Last Fall, I had a customer who was experiencing problems with LACP during an ONTAP upgrade (9.1 → 9.3 → 9.5P6) on their AFF A700s using the X1144A, dual port 40GbE card, which uses the Intel X710 Ethernet controller. We had the first 40GbE port broken out into 4x10GbE links, 2-each to either half of a pair of Cisco Nexus N9K-C9396PX in the same vPC Domain. During a controller reboot, we noticed that the interface group using multimode_lacp, most or all of the ports wouldn’t come up and on the Cisco-side, the port(s) would become disabled due to too many link up/down events. Immediately we wanted to look at potential cable problems but quickly dismissed that idea as well. After some digging, it looked as though NetApp was referencing Cisco Bug ID CSCuv87644 as potentially related. This led me down a long path of investigating the changes made to the networking stack in ONTAP over the past couple of years, and I’ve still got a post I’m working on around that. The workaround was to increase the debounce timer value on the Cisco 9k to 525ms, the default value is 100ms.

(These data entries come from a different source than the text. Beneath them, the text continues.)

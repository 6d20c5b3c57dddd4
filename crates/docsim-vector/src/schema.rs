//! Layout of one stored entry: a hash under `<prefix><content key>` with a
//! `text` field and an `embedding` field holding `{"values":[...]}`.

use serde::{Deserialize, Serialize};

use docsim_core::{Error, Result};

pub const DEFAULT_KEY_PREFIX: &str = "embedding:";
pub const TEXT_FIELD: &str = "text";
pub const EMBEDDING_FIELD: &str = "embedding";

#[derive(Debug, Clone, PartialEq, Serialize, Deserialize)]
pub struct StoredEmbedding {
    pub values: Vec<f32>,
}

/// JSON floats are written in shortest round-trip form, so decoding returns the same `f32` bits.
pub fn encode_embedding(values: &[f32]) -> Result<String> {
    if let Some(pos) = values.iter().position(|v| !v.is_finite()) {
        return Err(Error::embed(format!("embedding has non-finite value at index {}", pos)));
    }
    Ok(serde_json::to_string(&StoredEmbeddingRef { values })?)
}

pub fn decode_embedding(raw: &str) -> Result<Vec<f32>> {
    let stored: StoredEmbedding = serde_json::from_str(raw)?;
    Ok(stored.values)
}

#[derive(Serialize)]
struct StoredEmbeddingRef<'a> {
    values: &'a [f32],
}

#[cfg(test)]
mod tests {
    use super::*;

    #[test]
    fn embedding_round_trips_bit_for_bit() {
        let original = vec![0.1f32, -1.0 / 3.0, 2.5e-8, f32::MIN_POSITIVE, f32::MAX, -0.0, 0.993_883_7];
        let decoded = decode_embedding(&encode_embedding(&original).unwrap()).unwrap();
        assert_eq!(original.len(), decoded.len());
        for (a, b) in original.iter().zip(&decoded) { assert_eq!(a.to_bits(), b.to_bits(), "{a} vs {b}"); }
    }

    #[test]
    fn wire_format_is_values_object() {
        assert_eq!(encode_embedding(&[1.0, 0.0]).unwrap(), r#"{"values":[1.0,0.0]}"#);
        assert_eq!(decode_embedding(r#"{"values":[0.9,0.1]}"#).unwrap(), vec![0.9f32, 0.1]);
    }

    #[test]
    fn non_finite_values_are_refused() {
        assert!(encode_embedding(&[1.0, f32::NAN]).is_err());
        assert!(encode_embedding(&[f32::INFINITY]).is_err());
    }

    #[test]
    fn garbage_fails_to_decode() {
        assert!(matches!(decode_embedding("not json"), Err(Error::Serialization(_))));
        assert!(decode_embedding(r#"{"vals":[1.0]}"#).is_err());
    }
}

The port debounce time is the amount of time that an interface waits to notify the supervisor of a link going down. During this time, the interface waits to see if the link comes back up. The wait period is a time when traffic is stopped.
Source: Cisco
Recently, a different customer of mine was trying to buy a Nimble HF20 and they wanted to include the Q8C17B, a four port, 10GbE NIC, also based on the Intel X710 Ethernet controller. The vendor came back to me and said they needed to know if the customer was going to be using VLAN tagging on the Q8C17B, because if they needed VLAN tagging, they’d have to choose a two port NIC instead. This confused me, but after some emails back and forth, HPE Nimble Storage Alert # EXT-0061 was referenced as the reason for this. At some point Nimble will release a patch that updates the firmware on this NIC, hopefully bringing back VLAN functionality. A bit of looking around, and the same VLAN issue has been identified by VMware in KB2149781.
Lastly, I also came across a NIST vulnerability from 2017 regarding the same Ethernet controller, it seems that has since been addressed in a firmware update.
While the above doesn’t necessarily imply a huge problem with the X710, I simply found it interesting and thought I’d include them all in one post.